Myth 1: ELSS is a complex investment product

The definition of ELSS includes both ‘Equity’ and ‘Savings’. People who have never invested in equities directly or through mutual funds become skeptical with the word ‘equity’. However, ELSS is an efficient investment instrument which is professionally managed by experts in their area.The investments in ELSS can be made either the lump sum mode or Systematic Investment Plan(SIP). In fact, SIP also makes it beneficial as the investments can be spread and rupee cost averaging benefit can be availed of. There are plenty of good online investment platforms that can facilitate investing in ELSS funds within a day’s time, so even if you haven’t saved taxes yet, you can do so with ease. All investments can be made and redeemed easily online after the lock-in period of three year ends. Thus ELSS is one of the most simple products to invest in.

Myth 2: ELSS is meant only for tax saving

ELSS is part of section 80 C investment options and it has been initiated for greater equity participation by individuals in India. In fact, many investors are introduced to equities through ELSS, when they put some money out of the eligible limit of INR 1.5 lakhs in an endeavor to try something new and other than the traditional debt products. This proves to be beneficial as the returns generated by the small initial investments in ELSS paves the way for larger equity investments in future.Though designed as a tax saving option, ELSS is a complete investment avenue which can be utilized for long term wealth creation.

Myth 3: ELSS units get redeemed after 3 years

Most investors invest with the impression that ELSS investment is for three years and it gets automatically redeemed after the lock – in period. This is not true. The lock in period is just a minimum time frame for which the investor needs to stay invested. It can be continued for as long as the investor would want it to be and can be utilized for long term wealth creation like any other equity product. The only difference is that after the three year lock in period, it can be redeemed as and when the investor needs the funds.

Myth 4: Investors should invest in different ELSS schemes

ELSS is like any other diversified mutual fund offering ample diversification in a single product. So, investing in a different ELSS every year does not make sense, even from a risk mitigation perspective. These are like other equity mutual funds which invest in different companies and sectors. Here, the Fund Manager has the additional benefit of managing the corpus for three years, without any redemption pressure from the investors. Thus investors should take a consolidated view by looking at the portfolio and performance of a scheme before switching over to a new scheme. This also prevents any fund overlap.

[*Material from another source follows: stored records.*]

#![allow(dead_code, missing_docs)]

use std::collections::{HashMap, HashSet};
use std::sync::{Arc, Mutex};

use async_trait::async_trait;
use campground::*;
use chrono::{Days, Local, NaiveDate};

pub const INVENTORY: &str = r#"{
    "site_types": [
        {
            "id": "powered", "name": "Powered Site", "icon": "Zap",
            "requires_site_selection": true, "limited_availability": true,
            "pricing": { "base_price": 20, "extra_guest_price": 5, "base_guests": 2, "max_guests": 6 }
        },
        {
            "id": "unpowered", "name": "Unpowered Site", "icon": "Tent",
            "requires_site_selection": false, "limited_availability": false, "pool_size": 20,
            "pricing": { "base_price": 10, "extra_guest_price": 5, "base_guests": 2, "max_guests": 6 }
        }
    ],
    "sites": [
        { "id": "P1", "site_type_id": "powered", "number": "A1" },
        { "id": "P2", "site_type_id": "powered", "number": "A2" }
    ],
    "extra_services": [
        { "id": 1, "name": "Dump Station", "price": "5.00", "allow_multiple": true },
        { "id": 4, "name": "Rubbish Bag and Disposal", "price": "10.00", "allow_multiple": true }
    ],
    "rules": ["Check-out time is 11 AM.", "Quiet hours are from 10 PM to 9 AM."]
}"#;

pub fn inventory() -> Arc<Inventory> {
    Arc::new(Inventory::from_json(INVENTORY).unwrap())
}

/// A date `offset` days from today, so arrival is never in the past
pub fn day(offset: u64) -> NaiveDate {
    Local::now()
        .date_naive()
        .checked_add_days(Days::new(offset))
        .unwrap()
}

pub fn guest(adults: u32, children: u32) -> GuestDetails {
    GuestDetails {
        first_name: "Jane".to_string(),
        last_name: "Doe".to_string(),
        email: "jane@example.com".to_string(),
        phone: "021 555 0100".to_string(),
        adult_count: adults,
        child_count: children,
    }
}

pub fn booked(site: &str, start: NaiveDate, nights: u64, name: &str) -> NewReservation {
    NewReservation {
        site_id: Some(site.to_string()),
        site_type_id: "powered".to_string(),
        start_date: start,
        end_date: start.checked_add_days(Days::new(nights)).unwrap(),
        guest_name: name.to_string(),
        email: format!("{}@example.com", name.to_lowercase().replace(' ', ".")),
        phone: "021 555 0199".to_string(),
        adult_count: 2,
        child_count: 0,
        extras: vec![],
        total_price: rust_decimal::Decimal::from(40),
    }
}

/// What the scripted gateway should do on confirm
#[derive(Debug, Clone, Copy, PartialEq, Eq)]
pub enum Script {
    Succeed,
    Decline,
    Error,
    /// Funds are captured but the answer is lost
    TimeoutAfterCapture,
}

#[derive(Debug, Clone, PartialEq, Eq)]
pub struct IntentCall {
    pub amount_minor_units: i64,
    pub currency: String,
    pub idempotency_key: Option<String>,
}

/// Intents are reused per idempotency key and a captured intent reports
/// success on every later confirm, the way Stripe behaves.
pub struct ScriptedGateway {
    script: Mutex<Vec<Script>>,
    pub intents: Mutex<Vec<IntentCall>>,
    pub captures: Mutex<u32>,
    secrets: Mutex<HashMap<String, String>>,
    captured: Mutex<HashSet<String>>,
}

impl ScriptedGateway {
    /// Plays `script` in order, then keeps succeeding
    pub fn new(script: Vec<Script>) -> Self {
        Self {
            script: Mutex::new(script),
            intents: Mutex::new(Vec::new()),
            captures: Mutex::new(0),
            secrets: Mutex::new(HashMap::new()),
            captured: Mutex::new(HashSet::new()),
        }
    }

    pub fn succeeding() -> Self {
        Self::new(Vec::new())
    }

    pub fn intent_calls(&self) -> Vec<IntentCall> {
        self.intents.lock().unwrap().clone()
    }

    pub fn capture_count(&self) -> u32 {
        *self.captures.lock().unwrap()
    }
}

#[async_trait]
impl PaymentGateway for ScriptedGateway {
    async fn create_payment_intent(
        &self,
        amount_minor_units: i64,
        currency: &str,
        idempotency_key: Option<&str>,
    ) -> Result<PaymentIntent, BookingError> {
        let mut intents = self.intents.lock().unwrap();
        intents.push(IntentCall {
            amount_minor_units,
            currency: currency.to_string(),
            idempotency_key: idempotency_key.map(str::to_string),
        });
        let fresh = format!("pi_test_{}_secret_abc", intents.len());
        let client_secret = match idempotency_key {
            Some(key) => self
                .secrets
                .lock()
                .unwrap()
                .entry(key.to_string())
                .or_insert(fresh)
                .clone(),
            None => fresh,
        };
        Ok(PaymentIntent { client_secret })
    }

    async fn confirm_capture(
        &self,
        client_secret: &str,
        _payment_method: &str,
    ) -> Result<CaptureOutcome, BookingError> {
        let reference = client_secret
            .split("_secret_")
            .next()
            .unwrap_or(client_secret)
            .to_string();
        if self.captured.lock().unwrap().contains(&reference) {
            return Ok(CaptureOutcome {
                status: CaptureStatus::Succeeded,
                reference,
            });
        }

        let next = {
            let mut script = self.script.lock().unwrap();
            if script.is_empty() {
                Script::Succeed
            } else {
                script.remove(0)
            }
        };
        match next {
            Script::Succeed => {
                *self.captures.lock().unwrap() += 1;
                self.captured.lock().unwrap().insert(reference.clone());
                Ok(CaptureOutcome {
                    status: CaptureStatus::Succeeded,
                    reference,
                })
            }
            Script::Decline => Ok(CaptureOutcome {
                status: CaptureStatus::Failed,
                reference,
            }),
            Script::Error => Err(BookingError::Unavailable("card reader timed out".to_string())),
            Script::TimeoutAfterCapture => {
                *self.captures.lock().unwrap() += 1;
                self.captured.lock().unwrap().insert(reference);
                Err(BookingError::Unavailable("payment processor timed out".to_string()))
            }
        }
    }
}

/// Ledger whose writes can be made to fail
pub struct FlakyStore {
    pub inner: InMemoryReservationStore,
    pub fail_inserts: bool,
    pub fail_status_updates: bool,
}

impl FlakyStore {
    pub fn failing_inserts() -> Self {
        Self {
            inner: InMemoryReservationStore::new(),
            fail_inserts: true,
            fail_status_updates: false,
        }
    }

    pub fn failing_status_updates(inner: InMemoryReservationStore) -> Self {
        Self {
            inner,
            fail_inserts: false,
            fail_status_updates: true,
        }
    }
}

#[async_trait]
impl ReservationStore for FlakyStore {
    async fn insert_reservation(&self, reservation: &NewReservation) -> Result<i64, BookingError> {
        if self.fail_inserts {
            return Err(BookingError::Unavailable("connection reset".to_string()));
        }
        self.inner.insert_reservation(reservation).await
    }

    async fn query_reservations_overlapping(
        &self,
        site_type_id: &str,
        dates: &DateRange,
    ) -> Result<Vec<Reservation>, BookingError> {
        self.inner
            .query_reservations_overlapping(site_type_id, dates)
            .await
    }

    async fn search_reservations(&self, term: &str) -> Result<Vec<Reservation>, BookingError> {
        self.inner.search_reservations(term).await
    }

    async fn find_reservation(&self, id: i64) -> Result<Option<Reservation>, BookingError> {
        self.inner.find_reservation(id).await
    }

    async fn update_reservation_dates(
        &self,
        id: i64,
        new_start: NaiveDate,
        new_end: NaiveDate,
    ) -> Result<Reservation, BookingError> {
        self.inner
            .update_reservation_dates(id, new_start, new_end)
            .await
    }

    async fn update_reservation_status(
        &self,
        id: i64,
        status: ReservationStatus,
    ) -> Result<Reservation, BookingError> {
        if self.fail_status_updates {
            return Err(BookingError::Unavailable("connection reset".to_string()));
        }
        self.inner.update_reservation_status(id, status).await
    }

    async fn delete_reservation(&self, id: i64) -> Result<(), BookingError> {
        self.inner.delete_reservation(id).await
    }
}

/// Ledger that is always unreachable
pub struct DownStore;

#[async_trait]
impl ReservationStore for DownStore {
    async fn insert_reservation(&self, _reservation: &NewReservation) -> Result<i64, BookingError> {
        Err(BookingError::Unavailable("database unreachable".to_string()))
    }

    async fn query_reservations_overlapping(
        &self,
        _site_type_id: &str,
        _dates: &DateRange,
    ) -> Result<Vec<Reservation>, BookingError> {
        Err(BookingError::Unavailable("database unreachable".to_string()))
    }

    async fn search_reservations(&self, _term: &str) -> Result<Vec<Reservation>, BookingError> {
        Err(BookingError::Unavailable("database unreachable".to_string()))
    }

    async fn find_reservation(&self, _id: i64) -> Result<Option<Reservation>, BookingError> {
        Err(BookingError::Unavailable("database unreachable".to_string()))
    }

    async fn update_reservation_dates(
        &self,
        _id: i64,
        _new_start: NaiveDate,
        _new_end: NaiveDate,
    ) -> Result<Reservation, BookingError> {
        Err(BookingError::Unavailable("database unreachable".to_string()))
    }

    async fn update_reservation_status(
        &self,
        _id: i64,
        _status: ReservationStatus,
    ) -> Result<Reservation, BookingError> {
        Err(BookingError::Unavailable("database unreachable".to_string()))
    }

    async fn delete_reservation(&self, _id: i64) -> Result<(), BookingError> {
        Err(BookingError::Unavailable("database unreachable".to_string()))
    }
}

#[derive(Default)]
pub struct RecordingNotifier {
    pub codes: Mutex<Vec<(i64, String)>>,
    pub confirmations: Mutex<Vec<i64>>,
}

impl RecordingNotifier {
    pub fn last_code(&self) -> Option<String> {
        self.codes.lock().unwrap().last().map(|(_, code)| code.clone())
    }

    pub fn code_count(&self) -> usize {
        self.codes.lock().unwrap().len()
    }

    pub fn confirmation_count(&self) -> usize {
        self.confirmations.lock().unwrap().len()
    }
}

#[async_trait]
impl GuestNotifier for RecordingNotifier {
    async fn send_verification_code(
        &self,
        reservation: &Reservation,
        code: &str,
    ) -> Result<(), BookingError> {
        self.codes
            .lock()
            .unwrap()
            .push((reservation.id, code.to_string()));
        Ok(())
    }

    async fn send_booking_confirmation(&self, reservation: &Reservation) -> Result<(), BookingError> {
        self.confirmations.lock().unwrap().push(reservation.id);
        Ok(())
    }
}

Myth 5: ELSS investment is confined to INR 1.5 lakhs only

As ELSS is mostly promoted as a section 80 C investment option, most people consider it as a tax saving option with a maximum limit of Rs 1.5 lakh. This is not true and investors can put more money into these schemes as per their need and goals. The only difference is that tax exemption would be available for Rs 1.5 lakh only. However, it is better to look for other equity products as well if you want to invest more corpus to achieve your long term goals.

Conclusion

Investors need to understand that even though the aim is to save taxes, it is their money which is getting invested and there is an opportunity cost associated as well. They should ensure that the investment is a ‘best fit’, before arriving at the decision.

Like any other investment, it is essential for investors to assess their risk tolerance versus the risk associated with a particular investment, their long term goals, liquidity and availability of funds.

Tax saving should be part of an investor’s personal finance goals and objectives. It will, then become a smooth journey which the investor would look forward to. Becoming aware will help in staying ahead.